▶ What is expected: Could you set down every record below exactly as it appears?

▶ Exercise material:
● ● ● ● ●

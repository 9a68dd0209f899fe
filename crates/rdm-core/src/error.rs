//! Error types for `rdm-core`.

use thiserror::Error;
use uuid::Uuid;

use crate::{deletion::DeletionStatus, permission::Action};

/// The kind of entity a [`Error::NotFound`] refers to.
#[derive(Debug, Clone, Copy, PartialEq, Eq, strum::Display)]
#[strum(serialize_all = "snake_case")]
pub enum EntityKind {
  Parent,
  Record,
  Draft,
  VersionState,
  SecretLink,
}

#[derive(Debug, Error)]
pub enum Error {
  #[error("validation error: {0}")]
  Validation(String),

  /// A concurrent writer changed the entity first. Safe to retry.
  #[error("conflict: {0}")]
  Conflict(String),

  #[error("embargo on {0} cannot be lifted yet")]
  EmbargoNotLifted(Uuid),

  #[error("permission denied for action {0}")]
  PermissionDenied(Action),

  #[error("secret link has expired")]
  LinkExpired,

  #[error("secret link not found")]
  LinkNotFound,

  #[error("invalid deletion status transition: {from} -> {to}")]
  InvalidStateTransition {
    from: DeletionStatus,
    to:   DeletionStatus,
  },

  #[error("{kind} not found: {id}")]
  NotFound { kind: EntityKind, id: Uuid },

  #[error("serialization error: {0}")]
  Serialization(#[from] serde_json::Error),

  #[error("store error: {0}")]
  Store(#[source] Box<dyn std::error::Error + Send + Sync>),
}

impl Error {
  pub fn not_found(kind: EntityKind, id: Uuid) -> Self {
    Self::NotFound { kind, id }
  }

  /// Whether the caller may reasonably retry the operation as-is.
  pub fn is_retryable(&self) -> bool { matches!(self, Self::Conflict(_)) }
}

pub type Result<T, E = Error> = std::result::Result<T, E>;
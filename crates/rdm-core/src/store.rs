//! The `RecordStore` trait, the unit of work it commits, and the index query
//! type.
//!
//! The trait is implemented by storage backends (e.g. `rdm-store-sqlite`).
//! The lifecycle service depends on this abstraction, not on any concrete
//! backend.

use std::future::Future;

use chrono::{NaiveDate, Utc};
use uuid::Uuid;

use crate::{
  deletion::DeletionStatus,
  parent::Parent,
  record::{Draft, Record},
  versions::VersionState,
};

// ─── Unit of work ────────────────────────────────────────────────────────────

/// One registered mutation.
///
/// Puts carry the entity with its revision already bumped; the store applies
/// them only if the stored revision is exactly one lower (or absent when the
/// entity's revision is 1). Deletes carry the revision the caller last read.
#[derive(Debug, Clone)]
pub enum Op {
  PutParent(Parent),
  PutVersionState(VersionState),
  PutRecord(Record),
  PutDraft(Draft),
  DeleteDraft { id: Uuid, revision: u32 },
  DeleteRecord { id: Uuid, revision: u32 },
}

/// Mutations collected by one service operation and committed together.
///
/// Nothing touches the store until [`RecordStore::commit`]; dropping a unit
/// of work discards it.
#[derive(Debug, Default)]
pub struct UnitOfWork {
  ops: Vec<Op>,
}

impl UnitOfWork {
  pub fn new() -> Self { Self::default() }

  pub fn put_parent(&mut self, parent: &mut Parent) {
    parent.revision += 1;
    parent.updated_at = Utc::now();
    self.ops.push(Op::PutParent(parent.clone()));
  }

  pub fn put_version_state(&mut self, state: &mut VersionState) {
    state.revision += 1;
    self.ops.push(Op::PutVersionState(state.clone()));
  }

  pub fn put_record(&mut self, record: &mut Record) {
    record.revision += 1;
    record.updated_at = Utc::now();
    self.ops.push(Op::PutRecord(record.clone()));
  }

  pub fn put_draft(&mut self, draft: &mut Draft) {
    draft.revision += 1;
    draft.updated_at = Utc::now();
    self.ops.push(Op::PutDraft(draft.clone()));
  }

  pub fn delete_draft(&mut self, draft: &Draft) {
    self.ops.push(Op::DeleteDraft { id: draft.id, revision: draft.revision });
  }

  pub fn delete_record(&mut self, record: &Record) {
    self
      .ops
      .push(Op::DeleteRecord { id: record.id, revision: record.revision });
  }

  pub fn is_empty(&self) -> bool { self.ops.is_empty() }

  pub fn len(&self) -> usize { self.ops.len() }

  pub fn ops(&self) -> &[Op] { &self.ops }

  pub fn into_ops(self) -> Vec<Op> { self.ops }
}

// ─── Query type ──────────────────────────────────────────────────────────────

/// A filter over the search-index mirror of published records, paged by
/// record id.
#[derive(Debug, Clone, Default, PartialEq, Eq)]
pub struct RecordQuery {
  pub parent_id:         Option<Uuid>,
  pub embargo_active:    Option<bool>,
  /// Only records whose embargo date is on or before this day.
  pub embargo_until_lte: Option<NaiveDate>,
  pub deletion_status:   Option<DeletionStatus>,
  /// Keyset cursor: only records with an id greater than this one.
  pub after:             Option<Uuid>,
  pub limit:             Option<usize>,
}

impl RecordQuery {
  /// Records whose embargo is active and due on or before `today`.
  pub fn expired_embargos(today: NaiveDate) -> Self {
    Self {
      embargo_active: Some(true),
      embargo_until_lte: Some(today),
      ..Self::default()
    }
  }
}

// ─── Trait ───────────────────────────────────────────────────────────────────

/// Abstraction over a record store backend.
///
/// Reads return the last committed state. All writes go through
/// [`commit`](RecordStore::commit), which applies a [`UnitOfWork`] atomically
/// together with the search-index mirror, or not at all.
///
/// All methods return `Send` futures so the trait can be used in multi-threaded
/// async runtimes.
pub trait RecordStore: Send + Sync {
  type Error: std::error::Error + Send + Sync + 'static;

  // ── Reads ─────────────────────────────────────────────────────────────

  fn get_parent(
    &self,
    id: Uuid,
  ) -> impl Future<Output = Result<Option<Parent>, Self::Error>> + Send + '_;

  fn get_version_state(
    &self,
    parent_id: Uuid,
  ) -> impl Future<Output = Result<Option<VersionState>, Self::Error>> + Send + '_;

  fn get_record(
    &self,
    id: Uuid,
  ) -> impl Future<Output = Result<Option<Record>, Self::Error>> + Send + '_;

  fn get_draft(
    &self,
    id: Uuid,
  ) -> impl Future<Output = Result<Option<Draft>, Self::Error>> + Send + '_;

  /// All records of a parent, ordered by version index.
  fn list_records(
    &self,
    parent_id: Uuid,
  ) -> impl Future<Output = Result<Vec<Record>, Self::Error>> + Send + '_;

  /// The parent holding a secret link with this token, if any.
  fn find_parent_by_link<'a>(
    &'a self,
    token: &'a str,
  ) -> impl Future<Output = Result<Option<Parent>, Self::Error>> + Send + 'a;

  // ── Index ─────────────────────────────────────────────────────────────

  /// Query the search-index mirror. Results are ordered by record id so
  /// `query.after` can page through them.
  fn search<'a>(
    &'a self,
    query: &'a RecordQuery,
  ) -> impl Future<Output = Result<Vec<Record>, Self::Error>> + Send + 'a;

  // ── Writes ────────────────────────────────────────────────────────────

  /// Apply every operation in `uow` atomically. A revision mismatch on any
  /// entity aborts the whole unit with a conflict.
  fn commit(
    &self,
    uow: UnitOfWork,
  ) -> impl Future<Output = Result<(), Self::Error>> + Send + '_;
}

● ● ● ● ●

▶ Output for this task:
repository 9a68dd0209f899fe
filename crates/rdm-core/src/error.rs
//! Error types for `rdm-core`.

use thiserror::Error;
use uuid::Uuid;

use crate::{deletion::DeletionStatus, permission::Action};

/// The kind of entity a [`Error::NotFound`] refers to.
#[derive(Debug, Clone, Copy, PartialEq, Eq, strum::Display)]
#[strum(serialize_all = "snake_case")]
pub enum EntityKind {
  Parent,
  Record,
  Draft,
  VersionState,
  SecretLink,
}

#[derive(Debug, Error)]
pub enum Error {
  #[error("validation error: {0}")]
  Validation(String),

  /// A concurrent writer changed the entity first. Safe to retry.
  #[error("conflict: {0}")]
  Conflict(String),

  #[error("embargo on {0} cannot be lifted yet")]
  EmbargoNotLifted(Uuid),

  #[error("permission denied for action {0}")]
  PermissionDenied(Action),

  #[error("secret link has expired")]
  LinkExpired,

  #[error("secret link not found")]
  LinkNotFound,

  #[error("invalid deletion status transition: {from} -> {to}")]
  InvalidStateTransition {
    from: DeletionStatus,
    to:   DeletionStatus,
  },

  #[error("{kind} not found: {id}")]
  NotFound { kind: EntityKind, id: Uuid },

  #[error("serialization error: {0}")]
  Serialization(#[from] serde_json::Error),

  #[error("store error: {0}")]
  Store(#[source] Box<dyn std::error::Error + Send + Sync>),
}

impl Error {
  pub fn not_found(kind: EntityKind, id: Uuid) -> Self {
    Self::NotFound { kind, id }
  }

  /// Whether the caller may reasonably retry the operation as-is.
  pub fn is_retryable(&self) -> bool { matches!(self, Self::Conflict(_)) }
}

pub type Result<T, E = Error> = std::result::Result<T, E>;
filename crates/rdm-core/src/store.rs
//! The `RecordStore` trait, the unit of work it commits, and the index query
//! type.
//!
//! The trait is implemented by storage backends (e.g. `rdm-store-sqlite`).
//! The lifecycle service depends on this abstraction, not on any concrete
//! backend.

use std::future::Future;

use chrono::{NaiveDate, Utc};
use uuid::Uuid;

use crate::{
  deletion::DeletionStatus,
  parent::Parent,
  record::{Draft, Record},
  versions::VersionState,
};

// ─── Unit of work ────────────────────────────────────────────────────────────

/// One registered mutation.
///
/// Puts carry the entity with its revision already bumped; the store applies
/// them only if the stored revision is exactly one lower (or absent when the
/// entity's revision is 1). Deletes carry the revision the caller last read.
#[derive(Debug, Clone)]
pub enum Op {
  PutParent(Parent),
  PutVersionState(VersionState),
  PutRecord(Record),
  PutDraft(Draft),
  DeleteDraft { id: Uuid, revision: u32 },
  DeleteRecord { id: Uuid, revision: u32 },
}

/// Mutations collected by one service operation and committed together.
///
/// Nothing touches the store until [`RecordStore::commit`]; dropping a unit
/// of work discards it.
#[derive(Debug, Default)]
pub struct UnitOfWork {
  ops: Vec<Op>,
}

impl UnitOfWork {
  pub fn new() -> Self { Self::default() }

  pub fn put_parent(&mut self, parent: &mut Parent) {
    parent.revision += 1;
    parent.updated_at = Utc::now();
    self.ops.push(Op::PutParent(parent.clone()));
  }

  pub fn put_version_state(&mut self, state: &mut VersionState) {
    state.revision += 1;
    self.ops.push(Op::PutVersionState(state.clone()));
  }

  pub fn put_record(&mut self, record: &mut Record) {
    record.revision += 1;
    record.updated_at = Utc::now();
    self.ops.push(Op::PutRecord(record.clone()));
  }

  pub fn put_draft(&mut self, draft: &mut Draft) {
    draft.revision += 1;
    draft.updated_at = Utc::now();
    self.ops.push(Op::PutDraft(draft.clone()));
  }

  pub fn delete_draft(&mut self, draft: &Draft) {
    self.ops.push(Op::DeleteDraft { id: draft.id, revision: draft.revision });
  }

  pub fn delete_record(&mut self, record: &Record) {
    self
      .ops
      .push(Op::DeleteRecord { id: record.id, revision: record.revision });
  }

  pub fn is_empty(&self) -> bool { self.ops.is_empty() }

  pub fn len(&self) -> usize { self.ops.len() }

  pub fn ops(&self) -> &[Op] { &self.ops }

  pub fn into_ops(self) -> Vec<Op> { self.ops }
}

// ─── Query type ──────────────────────────────────────────────────────────────

/// A filter over the search-index mirror of published records, paged by
/// record id.
#[derive(Debug, Clone, Default, PartialEq, Eq)]
pub struct RecordQuery {
  pub parent_id:         Option<Uuid>,
  pub embargo_active:    Option<bool>,
  /// Only records whose embargo date is on or before this day.
  pub embargo_until_lte: Option<NaiveDate>,
  pub deletion_status:   Option<DeletionStatus>,
  /// Keyset cursor: only records with an id greater than this one.
  pub after:             Option<Uuid>,
  pub limit:             Option<usize>,
}

impl RecordQuery {
  /// Records whose embargo is active and due on or before `today`.
  pub fn expired_embargos(today: NaiveDate) -> Self {
    Self {
      embargo_active: Some(true),
      embargo_until_lte: Some(today),
      ..Self::default()
    }
  }
}

// ─── Trait ───────────────────────────────────────────────────────────────────

/// Abstraction over a record store backend.
///
/// Reads return the last committed state. All writes go through
/// [`commit`](RecordStore::commit), which applies a [`UnitOfWork`] atomically
/// together with the search-index mirror, or not at all.
///
/// All methods return `Send` futures so the trait can be used in multi-threaded
/// async runtimes.
pub trait RecordStore: Send + Sync {
  type Error: std::error::Error + Send + Sync + 'static;

  // ── Reads ─────────────────────────────────────────────────────────────

  fn get_parent(
    &self,
    id: Uuid,
  ) -> impl Future<Output = Result<Option<Parent>, Self::Error>> + Send + '_;

  fn get_version_state(
    &self,
    parent_id: Uuid,
  ) -> impl Future<Output = Result<Option<VersionState>, Self::Error>> + Send + '_;

  fn get_record(
    &self,
    id: Uuid,
  ) -> impl Future<Output = Result<Option<Record>, Self::Error>> + Send + '_;

  fn get_draft(
    &self,
    id: Uuid,
  ) -> impl Future<Output = Result<Option<Draft>, Self::Error>> + Send + '_;

  /// All records of a parent, ordered by version index.
  fn list_records(
    &self,
    parent_id: Uuid,
  ) -> impl Future<Output = Result<Vec<Record>, Self::Error>> + Send + '_;

  /// The parent holding a secret link with this token, if any.
  fn find_parent_by_link<'a>(
    &'a self,
    token: &'a str,
  ) -> impl Future<Output = Result<Option<Parent>, Self::Error>> + Send + 'a;

  // ── Index ─────────────────────────────────────────────────────────────

  /// Query the search-index mirror. Results are ordered by record id so
  /// `query.after` can page through them.
  fn search<'a>(
    &'a self,
    query: &'a RecordQuery,
  ) -> impl Future<Output = Result<Vec<Record>, Self::Error>> + Send + 'a;

  // ── Writes ────────────────────────────────────────────────────────────

  /// Apply every operation in `uow` atomically. A revision mismatch on any
  /// entity aborts the whole unit with a conflict.
  fn commit(
    &self,
    uow: UnitOfWork,
  ) -> impl Future<Output = Result<(), Self::Error>> + Send + '_;
}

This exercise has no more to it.